With that in mind, here are some concrete steps you can take to make your prospects feel your respect:
- Avoid hype at all costs. Never make a claim that you can't prove in the next breath. Give the reason why what you say is true. Not only does that make it easier for people to trust you, it also helps them justify to their mind the decision they've made with their heart - to buy what you're selling.
- Make it easy to buy from you. Online, make sure your web site is easy to navigate. And keep in mind, that easy for you does not necessarily mean easy for your customers. Ask yourself this: Could my 80-year-old grandmother, who's never touched a computer in her life, figure out how to order from me? If the answer is "no," you've got work to do.
Offline, make order devices in your sales letters easy to understand. Give the option of calling, mailing, or going online to purchase. Accept as many forms of payment as is humanly possible. And have a live person who knows about your product or service pick up the phone when someone calls to order.
Invest in good employees. Make sure your sales staff is friendly and courteous, and that customer service is knowledgeable and kind. And here's a novel idea: Let it be known that rudeness to a customer will result in immediate dismissal, regardless of the circumstances.
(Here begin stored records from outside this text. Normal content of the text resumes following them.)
//! Shared cache/ETag response envelope for the read routes (spec.md §6:
//! `ETag`, `Cache-Control`, `Vary` headers; 304 on `If-None-Match` match).

use crate::model::Event;
use axum::http::{header, HeaderMap, HeaderValue, StatusCode};
use axum::response::{IntoResponse, Response};
use serde::Serialize;
use serde_json::json;
use sha2::{Digest, Sha256};

#[derive(Serialize)]
pub struct Page<T: Serialize> {
    pub events: T,
    pub meta: Meta,
}

#[derive(Serialize, Default)]
pub struct Meta {
    pub eose_union: bool,
    pub enrichment_degraded: bool,
    /// Pass as `until` on the next request to page backward past this
    /// page's oldest event (spec.md §4.5). Absent once the page is empty.
    #[serde(skip_serializing_if = "Option::is_none")]
    pub next_until: Option<i64>,
}

const SIREN_MEDIA_TYPE: &str = "application/vnd.siren+json";

/// Builds the cacheable JSON response for a query result, honoring
/// `If-None-Match` with a bodyless 304 — spec.md §8 "ETag idempotence":
/// identical result set always produces the same ETag.
///
/// `events` is the actual returned page, not the query that produced it —
/// the ETag is an 8-byte truncated SHA-256 over (first id, last id, count)
/// of that page (spec.md §6), so two pages from the same filter at
/// different points in time get different ETags as new events arrive.
///
/// When the caller's `Accept` header prefers `application/vnd.siren+json`,
/// the body is wrapped in a minimal Siren envelope (`class`, `properties`,
/// `links`) instead of bare JSON — just enough of the content-negotiation
/// contract for a hypermedia-aware client, without this crate owning the
/// full presentation layer (an external collaborator's concern).
pub fn cached_json<T: Serialize>(
    request_headers: &HeaderMap,
    events: &[Event],
    body: &T,
) -> Response {
    let etag = compute_etag(events);
    let quoted = format!("\"{etag}\"");
    if let Some(inm) = request_headers.get(header::IF_NONE_MATCH) {
        if inm.to_str().map(|v| v == quoted).unwrap_or(false) {
            return StatusCode::NOT_MODIFIED.into_response();
        }
    }

    let wants_siren = request_headers
        .get(header::ACCEPT)
        .and_then(|v| v.to_str().ok())
        .map(|v| v.contains(SIREN_MEDIA_TYPE))
        .unwrap_or(false);

    let mut response = if wants_siren {
        let envelope = json!({
            "class": ["page"],
            "properties": body,
            "links": [{ "rel": ["self"], "href": format!("urn:relaygate:etag:{etag}") }],
        });
        let mut r = axum::Json(envelope).into_response();
        r.headers_mut().insert(header::CONTENT_TYPE, HeaderValue::from_static(SIREN_MEDIA_TYPE));
        r
    } else {
        axum::Json(body).into_response()
    };

    let headers = response.headers_mut();
    headers.insert(header::ETAG, HeaderValue::from_str(&quoted).unwrap());
    headers.insert(
        header::CACHE_CONTROL,
        HeaderValue::from_static("public, max-age=5, stale-while-revalidate=60"),
    );
    headers.insert(header::VARY, HeaderValue::from_static("Accept"));
    if let Some(last_modified) = last_modified_header(events) {
        headers.insert(header::LAST_MODIFIED, last_modified);
    }
    response
}

/// 8-byte truncated SHA-256 over (first id, last id, count) of the page —
/// spec.md §6. An empty page hashes just the (zero) count.
fn compute_etag(events: &[Event]) -> String {
    let mut hasher = Sha256::new();
    if let (Some(first), Some(last)) = (events.first(), events.last()) {
        hasher.update(first.id.to_hex().as_bytes());
        hasher.update(last.id.to_hex().as_bytes());
    }
    hasher.update(events.len().to_le_bytes());
    hex::encode(&hasher.finalize()[..8])
}

/// `Last-Modified` per spec.md §6: the newest event's timestamp, HTTP-date
/// formatted. Absent when the page is empty.
fn last_modified_header(events: &[Event]) -> Option<HeaderValue> {
    let newest = events.iter().map(|e| e.created_at).max()?;
    let dt = chrono::DateTime::from_timestamp(newest, 0)?;
    HeaderValue::from_str(&dt.format("%a, %d %b %Y %H:%M:%S GMT").to_string()).ok()
}

pub fn error_json(status: StatusCode, message: impl Into<String>) -> Response {
    (status, axum::Json(json!({ "error": message.into() }))).into_response()
}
The number one reason people take business elsewhere is a bad customer service experience. One rude employee can do more damage to your bottom line than almost any other mistake your business can make.
- Treat complaints like pure gold. Don't get defensive, get excited! Most unhappy customers slip silently into the night, never bothering to tell you they've gone. Of course, they will be telling everyone else who'll listen why you stink, and why no one else should ever throw another penny your way.
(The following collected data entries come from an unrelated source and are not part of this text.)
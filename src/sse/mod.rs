//! SSE Fabric (C11, spec.md §4.11): per-topic fan-out to HTTP
//! long-lived streams. Grounded on the teacher's `EventBroadcaster`
//! (`ipc/event.rs`) and `rest/sse.rs` bridge, generalized from one
//! process-wide channel to topic-scoped registries so a notifications
//! subscriber never buffers timeline traffic it doesn't want.

use serde::Serialize;
use std::collections::HashMap;
use std::sync::atomic::{AtomicU64, Ordering};
use std::sync::Arc;
use tokio::sync::{mpsc, RwLock};

#[derive(Debug, Clone, Copy, PartialEq, Eq, Hash)]
pub enum Topic {
    Timeline,
    Notifications,
    Config,
    Corrections,
}

impl Topic {
    /// Reactions, reposts, and zap receipts are notification-worthy;
    /// everything else rides the timeline topic.
    pub fn for_kind(kind: u32) -> Self {
        match kind {
            7 | 6 | 9735 => Topic::Notifications,
            _ => Topic::Timeline,
        }
    }
}

#[derive(Debug, Clone, Serialize)]
pub struct SseMessage {
    pub event: String,
    pub data: serde_json::Value,
}

static NEXT_SUBSCRIBER_ID: AtomicU64 = AtomicU64::new(1);

struct TopicRegistry {
    subscribers: HashMap<u64, mpsc::Sender<SseMessage>>,
}

impl TopicRegistry {
    fn new() -> Self {
        Self { subscribers: HashMap::new() }
    }
}

pub struct SseFabric {
    topics: RwLock<HashMap<Topic, TopicRegistry>>,
    buffer_depth: usize,
    dropped: AtomicU64,
}

/// Handle returned to an HTTP handler. Deregisters itself from the fabric
/// on drop (connection close or idle-timeout), per spec.md §4.11
/// "remove-on-disconnect".
pub struct SseSubscription {
    fabric: Arc<SseFabric>,
    topic: Topic,
    id: u64,
    pub receiver: mpsc::Receiver<SseMessage>,
}

impl Drop for SseSubscription {
    fn drop(&mut self) {
        let fabric = self.fabric.clone();
        let topic = self.topic;
        let id = self.id;
        tokio::spawn(async move {
            if let Some(registry) = fabric.topics.write().await.get_mut(&topic) {
                registry.subscribers.remove(&id);
            }
        });
    }
}

impl SseFabric {
    pub fn new(buffer_depth: usize) -> Arc<Self> {
        Arc::new(Self { topics: RwLock::new(HashMap::new()), buffer_depth, dropped: AtomicU64::new(0) })
    }

    pub async fn subscribe(self: &Arc<Self>, topic: Topic) -> SseSubscription {
        let id = NEXT_SUBSCRIBER_ID.fetch_add(1, Ordering::Relaxed);
        let (tx, rx) = mpsc::channel(self.buffer_depth);
        self.topics.write().await.entry(topic).or_insert_with(TopicRegistry::new).subscribers.insert(id, tx);
        SseSubscription { fabric: self.clone(), topic, id, receiver: rx }
    }

    /// Non-blocking fan-out: a saturated subscriber drops the newest
    /// message rather than stall every other subscriber on this topic
    /// (spec.md §4.11, "drop-newest-on-full backpressure").
    pub async fn publish(&self, topic: Topic, message: SseMessage) {
        let guard = self.topics.read().await;
        let Some(registry) = guard.get(&topic) else { return };
        for tx in registry.subscribers.values() {
            if tx.try_send(message.clone()).is_err() {
                self.dropped.fetch_add(1, Ordering::Relaxed);
            }
        }
    }

    pub async fn subscriber_count(&self, topic: Topic) -> usize {
        self.topics.read().await.get(&topic).map(|r| r.subscribers.len()).unwrap_or(0)
    }

    pub fn dropped_count(&self) -> u64 {
        self.dropped.load(Ordering::Relaxed)
    }
}

#[cfg(test)]
mod tests {
    use super::*;

    #[tokio::test]
    async fn publish_reaches_only_its_topic() {
        let fabric = SseFabric::new(4);
        let mut timeline_sub = fabric.subscribe(Topic::Timeline).await;
        let mut notif_sub = fabric.subscribe(Topic::Notifications).await;

        fabric
            .publish(Topic::Timeline, SseMessage { event: "post".into(), data: serde_json::json!({}) })
            .await;

        assert!(timeline_sub.receiver.try_recv().is_ok());
        assert!(notif_sub.receiver.try_recv().is_err());
    }

    #[tokio::test]
    async fn dropping_subscription_removes_it_from_the_registry() {
        let fabric = SseFabric::new(4);
        let sub = fabric.subscribe(Topic::Config).await;
        assert_eq!(fabric.subscriber_count(Topic::Config).await, 1);
        drop(sub);
        tokio::task::yield_now().await;
        tokio::time::sleep(std::time::Duration::from_millis(10)).await;
        assert_eq!(fabric.subscriber_count(Topic::Config).await, 0);
    }
}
But the customer who calls to complain is doing you a supreme favor. They're taking time out of their busy schedule to act like a consultant for you. They've used your product or service, and they're going to tell you - for free - what needs fixing.
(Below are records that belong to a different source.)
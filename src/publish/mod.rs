//! Publish Path (C10, spec.md §4.10): sends one EVENT frame per targeted
//! relay in parallel and waits for each relay's OK response, up to a
//! fixed timeout. No automatic retry — a caller that wants another
//! attempt issues a new publish, since resending an already-accepted
//! event to a slow-OK relay risks duplicate side effects downstream.

use crate::codec::ClientFrame;
use crate::codec::RelayFrame;
use crate::health::HealthStore;
use crate::model::{Event, EventId};
use crate::pool::ConnectionPool;
use crate::relay_url::RelayUrl;
use std::sync::Arc;
use std::time::Duration;

#[derive(Debug, Clone, serde::Serialize)]
pub struct RelayReport {
    pub relay: RelayUrl,
    pub accepted: bool,
    pub message: String,
}

#[derive(Debug, Clone, serde::Serialize)]
pub struct PublishResult {
    pub event_id: EventId,
    /// True iff at least one targeted relay returned `OK true`.
    pub success: bool,
    pub reports: Vec<RelayReport>,
}

pub async fn publish(
    pool: &Arc<ConnectionPool>,
    health: &Arc<HealthStore>,
    ok_timeout: Duration,
    relays: &[RelayUrl],
    event: Event,
) -> PublishResult {
    let event_id = event.id;
    let futures = relays.iter().map(|url| {
        let pool = pool.clone();
        let health = health.clone();
        let url = url.clone();
        let event = event.clone();
        async move { publish_one(&pool, &health, ok_timeout, &url, event).await }
    });

    let reports: Vec<RelayReport> = futures_util::future::join_all(futures).await;
    let success = reports.iter().any(|r| r.accepted);

    PublishResult { event_id, success, reports }
}

async fn publish_one(
    pool: &Arc<ConnectionPool>,
    health: &Arc<HealthStore>,
    ok_timeout: Duration,
    url: &RelayUrl,
    event: Event,
) -> RelayReport {
    let conn = match pool.get_or_dial(url).await {
        Ok(conn) => conn,
        Err(_) => {
            return RelayReport { relay: url.clone(), accepted: false, message: "relay unreachable".into() }
        }
    };

    let mut frames = conn.subscribe_frames();
    if conn.try_send(ClientFrame::Event(Box::new(event.clone()))).is_err() {
        return RelayReport { relay: url.clone(), accepted: false, message: "send queue full".into() };
    }

    let wait = async {
        loop {
            match frames.recv().await {
                Ok(RelayFrame::Ok { event_id, accepted, message }) if event_id == event.id => {
                    return (accepted, message);
                }
                Ok(_) => continue,
                Err(_) => return (false, "connection closed before OK".to_string()),
            }
        }
    };

    match tokio::time::timeout(ok_timeout, wait).await {
        Ok((accepted, message)) => {
            if accepted {
                health.record_success(url, Duration::from_millis(0)).await;
            }
            RelayReport { relay: url.clone(), accepted, message }
        }
        Err(_) => RelayReport { relay: url.clone(), accepted: false, message: "timed out awaiting OK".into() },
    }
}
If you or your employees are rude to the person doing you this favor, or even indifferent, or if you accuse them in any way of being at fault, let me just tell you bluntly: You deserve every calamity that comes your way.
Be grateful to this kind soul. Give her something for her trouble - on top of what you do to make her problem right. Because if you handle the situation correctly, not only will you not lose her, you'll make her one of your most loyal customers.
Unless you are the world's only provider of an absolute necessity (like air or water), you just cannot afford to disrespect your prospects. There will always be someone else with a similar offering at a cheaper price for them to defect to.
Courtesy, on the other hand, isn't just it's own reward. It has the power to turn prospects into loyal - and profitable - customers.